EXERCISE PROMPT |
Retype the entries. Match them exactly.
BEGIN MATERIAL TO PROCESS
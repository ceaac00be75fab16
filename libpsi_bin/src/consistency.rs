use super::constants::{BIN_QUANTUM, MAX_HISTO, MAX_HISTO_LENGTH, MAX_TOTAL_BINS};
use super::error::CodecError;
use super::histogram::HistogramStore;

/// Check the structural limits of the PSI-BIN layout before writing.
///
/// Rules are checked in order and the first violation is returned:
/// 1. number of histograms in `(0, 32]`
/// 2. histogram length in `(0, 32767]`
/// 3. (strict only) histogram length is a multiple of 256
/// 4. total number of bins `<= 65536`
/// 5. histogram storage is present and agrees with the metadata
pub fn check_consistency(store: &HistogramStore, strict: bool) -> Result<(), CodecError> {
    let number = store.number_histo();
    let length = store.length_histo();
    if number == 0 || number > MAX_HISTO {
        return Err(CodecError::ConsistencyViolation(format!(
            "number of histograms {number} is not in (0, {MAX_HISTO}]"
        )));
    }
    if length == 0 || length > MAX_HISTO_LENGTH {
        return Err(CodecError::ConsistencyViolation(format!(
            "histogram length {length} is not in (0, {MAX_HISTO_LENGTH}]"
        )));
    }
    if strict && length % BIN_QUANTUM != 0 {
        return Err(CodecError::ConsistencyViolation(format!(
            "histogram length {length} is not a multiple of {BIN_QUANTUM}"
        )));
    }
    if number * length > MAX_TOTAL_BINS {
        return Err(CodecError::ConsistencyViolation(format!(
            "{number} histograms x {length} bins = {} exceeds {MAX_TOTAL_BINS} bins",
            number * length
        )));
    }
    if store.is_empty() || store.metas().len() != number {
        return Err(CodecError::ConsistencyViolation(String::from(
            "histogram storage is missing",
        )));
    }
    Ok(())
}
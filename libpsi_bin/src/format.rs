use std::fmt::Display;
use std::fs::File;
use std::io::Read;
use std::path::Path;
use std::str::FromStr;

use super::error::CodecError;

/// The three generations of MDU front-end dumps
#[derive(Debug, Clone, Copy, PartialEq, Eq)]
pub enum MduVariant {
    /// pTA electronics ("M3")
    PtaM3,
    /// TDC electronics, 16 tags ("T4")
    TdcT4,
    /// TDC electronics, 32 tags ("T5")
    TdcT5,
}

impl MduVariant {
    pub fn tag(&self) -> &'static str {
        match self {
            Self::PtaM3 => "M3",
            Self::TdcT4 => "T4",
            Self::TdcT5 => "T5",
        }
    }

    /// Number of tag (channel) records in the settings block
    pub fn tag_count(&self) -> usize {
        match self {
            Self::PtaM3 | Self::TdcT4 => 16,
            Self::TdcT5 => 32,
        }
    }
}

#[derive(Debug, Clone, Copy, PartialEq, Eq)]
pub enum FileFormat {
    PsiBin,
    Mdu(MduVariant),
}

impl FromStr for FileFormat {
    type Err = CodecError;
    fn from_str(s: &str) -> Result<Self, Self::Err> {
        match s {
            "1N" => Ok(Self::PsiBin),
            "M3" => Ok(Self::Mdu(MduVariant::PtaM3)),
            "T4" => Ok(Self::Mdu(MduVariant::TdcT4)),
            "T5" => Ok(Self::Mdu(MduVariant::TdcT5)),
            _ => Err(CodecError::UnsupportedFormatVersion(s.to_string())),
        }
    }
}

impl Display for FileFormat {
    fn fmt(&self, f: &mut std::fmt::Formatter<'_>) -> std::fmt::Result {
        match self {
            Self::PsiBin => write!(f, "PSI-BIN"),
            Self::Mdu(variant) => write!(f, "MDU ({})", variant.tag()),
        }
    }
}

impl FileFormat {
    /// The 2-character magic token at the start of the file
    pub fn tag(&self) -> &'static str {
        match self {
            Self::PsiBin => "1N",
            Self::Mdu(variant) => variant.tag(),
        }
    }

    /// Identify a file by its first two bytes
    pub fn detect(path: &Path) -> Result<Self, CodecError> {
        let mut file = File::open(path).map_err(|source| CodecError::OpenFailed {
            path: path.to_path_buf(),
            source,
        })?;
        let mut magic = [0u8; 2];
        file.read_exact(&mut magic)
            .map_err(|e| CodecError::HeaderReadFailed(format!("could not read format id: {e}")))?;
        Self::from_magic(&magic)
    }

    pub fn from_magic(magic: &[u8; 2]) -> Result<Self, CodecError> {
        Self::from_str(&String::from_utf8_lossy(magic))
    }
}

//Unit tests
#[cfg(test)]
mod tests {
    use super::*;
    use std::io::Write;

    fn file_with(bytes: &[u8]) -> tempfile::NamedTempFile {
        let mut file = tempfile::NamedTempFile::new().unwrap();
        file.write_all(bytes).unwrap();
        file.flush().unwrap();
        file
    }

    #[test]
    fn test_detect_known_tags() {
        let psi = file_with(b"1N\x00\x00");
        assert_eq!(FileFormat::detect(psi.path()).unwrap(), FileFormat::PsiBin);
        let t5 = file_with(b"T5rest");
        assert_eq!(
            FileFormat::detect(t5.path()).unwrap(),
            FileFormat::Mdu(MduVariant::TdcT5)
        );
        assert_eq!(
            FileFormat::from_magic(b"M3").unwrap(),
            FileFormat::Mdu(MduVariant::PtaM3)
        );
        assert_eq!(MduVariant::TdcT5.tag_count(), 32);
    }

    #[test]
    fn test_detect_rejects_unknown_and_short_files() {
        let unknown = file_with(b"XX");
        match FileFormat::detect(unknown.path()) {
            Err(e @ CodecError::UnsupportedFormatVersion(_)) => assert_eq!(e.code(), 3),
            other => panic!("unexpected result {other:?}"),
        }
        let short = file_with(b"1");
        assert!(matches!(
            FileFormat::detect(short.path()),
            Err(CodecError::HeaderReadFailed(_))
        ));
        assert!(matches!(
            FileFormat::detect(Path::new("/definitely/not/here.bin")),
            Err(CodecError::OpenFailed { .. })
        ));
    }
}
END MATERIAL TO PROCESS
RESPONSE BOX |
repository ceaac00be75fab16
filename libpsi_bin/src/consistency.rs
use super::constants::{BIN_QUANTUM, MAX_HISTO, MAX_HISTO_LENGTH, MAX_TOTAL_BINS};
use super::error::CodecError;
use super::histogram::HistogramStore;

/// Check the structural limits of the PSI-BIN layout before writing.
///
/// Rules are checked in order and the first violation is returned:
/// 1. number of histograms in `(0, 32]`
/// 2. histogram length in `(0, 32767]`
/// 3. (strict only) histogram length is a multiple of 256
/// 4. total number of bins `<= 65536`
/// 5. histogram storage is present and agrees with the metadata
pub fn check_consistency(store: &HistogramStore, strict: bool) -> Result<(), CodecError> {
    let number = store.number_histo();
    let length = store.length_histo();
    if number == 0 || number > MAX_HISTO {
        return Err(CodecError::ConsistencyViolation(format!(
            "number of histograms {number} is not in (0, {MAX_HISTO}]"
        )));
    }
    if length == 0 || length > MAX_HISTO_LENGTH {
        return Err(CodecError::ConsistencyViolation(format!(
            "histogram length {length} is not in (0, {MAX_HISTO_LENGTH}]"
        )));
    }
    if strict && length % BIN_QUANTUM != 0 {
        return Err(CodecError::ConsistencyViolation(format!(
            "histogram length {length} is not a multiple of {BIN_QUANTUM}"
        )));
    }
    if number * length > MAX_TOTAL_BINS {
        return Err(CodecError::ConsistencyViolation(format!(
            "{number} histograms x {length} bins = {} exceeds {MAX_TOTAL_BINS} bins",
            number * length
        )));
    }
    if store.is_empty() || store.metas().len() != number {
        return Err(CodecError::ConsistencyViolation(String::from(
            "histogram storage is missing",
        )));
    }
    Ok(())
}
filename libpsi_bin/src/format.rs
use std::fmt::Display;
use std::fs::File;
use std::io::Read;
use std::path::Path;
use std::str::FromStr;

use super::error::CodecError;

/// The three generations of MDU front-end dumps
#[derive(Debug, Clone, Copy, PartialEq, Eq)]
pub enum MduVariant {
    /// pTA electronics ("M3")
    PtaM3,
    /// TDC electronics, 16 tags ("T4")
    TdcT4,
    /// TDC electronics, 32 tags ("T5")
    TdcT5,
}

impl MduVariant {
    pub fn tag(&self) -> &'static str {
        match self {
            Self::PtaM3 => "M3",
            Self::TdcT4 => "T4",
            Self::TdcT5 => "T5",
        }
    }

    /// Number of tag (channel) records in the settings block
    pub fn tag_count(&self) -> usize {
        match self {
            Self::PtaM3 | Self::TdcT4 => 16,
            Self::TdcT5 => 32,
        }
    }
}

#[derive(Debug, Clone, Copy, PartialEq, Eq)]
pub enum FileFormat {
    PsiBin,
    Mdu(MduVariant),
}

impl FromStr for FileFormat {
    type Err = CodecError;
    fn from_str(s: &str) -> Result<Self, Self::Err> {
        match s {
            "1N" => Ok(Self::PsiBin),
            "M3" => Ok(Self::Mdu(MduVariant::PtaM3)),
            "T4" => Ok(Self::Mdu(MduVariant::TdcT4)),
            "T5" => Ok(Self::Mdu(MduVariant::TdcT5)),
            _ => Err(CodecError::UnsupportedFormatVersion(s.to_string())),
        }
    }
}

impl Display for FileFormat {
    fn fmt(&self, f: &mut std::fmt::Formatter<'_>) -> std::fmt::Result {
        match self {
            Self::PsiBin => write!(f, "PSI-BIN"),
            Self::Mdu(variant) => write!(f, "MDU ({})", variant.tag()),
        }
    }
}

impl FileFormat {
    /// The 2-character magic token at the start of the file
    pub fn tag(&self) -> &'static str {
        match self {
            Self::PsiBin => "1N",
            Self::Mdu(variant) => variant.tag(),
        }
    }

    /// Identify a file by its first two bytes
    pub fn detect(path: &Path) -> Result<Self, CodecError> {
        let mut file = File::open(path).map_err(|source| CodecError::OpenFailed {
            path: path.to_path_buf(),
            source,
        })?;
        let mut magic = [0u8; 2];
        file.read_exact(&mut magic)
            .map_err(|e| CodecError::HeaderReadFailed(format!("could not read format id: {e}")))?;
        Self::from_magic(&magic)
    }

    pub fn from_magic(magic: &[u8; 2]) -> Result<Self, CodecError> {
        Self::from_str(&String::from_utf8_lossy(magic))
    }
}

//Unit tests
#[cfg(test)]
mod tests {
    use super::*;
    use std::io::Write;

    fn file_with(bytes: &[u8]) -> tempfile::NamedTempFile {
        let mut file = tempfile::NamedTempFile::new().unwrap();
        file.write_all(bytes).unwrap();
        file.flush().unwrap();
        file
    }

    #[test]
    fn test_detect_known_tags() {
        let psi = file_with(b"1N\x00\x00");
        assert_eq!(FileFormat::detect(psi.path()).unwrap(), FileFormat::PsiBin);
        let t5 = file_with(b"T5rest");
        assert_eq!(
            FileFormat::detect(t5.path()).unwrap(),
            FileFormat::Mdu(MduVariant::TdcT5)
        );
        assert_eq!(
            FileFormat::from_magic(b"M3").unwrap(),
            FileFormat::Mdu(MduVariant::PtaM3)
        );
        assert_eq!(MduVariant::TdcT5.tag_count(), 32);
    }

    #[test]
    fn test_detect_rejects_unknown_and_short_files() {
        let unknown = file_with(b"XX");
        match FileFormat::detect(unknown.path()) {
            Err(e @ CodecError::UnsupportedFormatVersion(_)) => assert_eq!(e.code(), 3),
            other => panic!("unexpected result {other:?}"),
        }
        let short = file_with(b"1");
        assert!(matches!(
            FileFormat::detect(short.path()),
            Err(CodecError::HeaderReadFailed(_))
        ));
        assert!(matches!(
            FileFormat::detect(Path::new("/definitely/not/here.bin")),
            Err(CodecError::OpenFailed { .. })
        ));
    }
}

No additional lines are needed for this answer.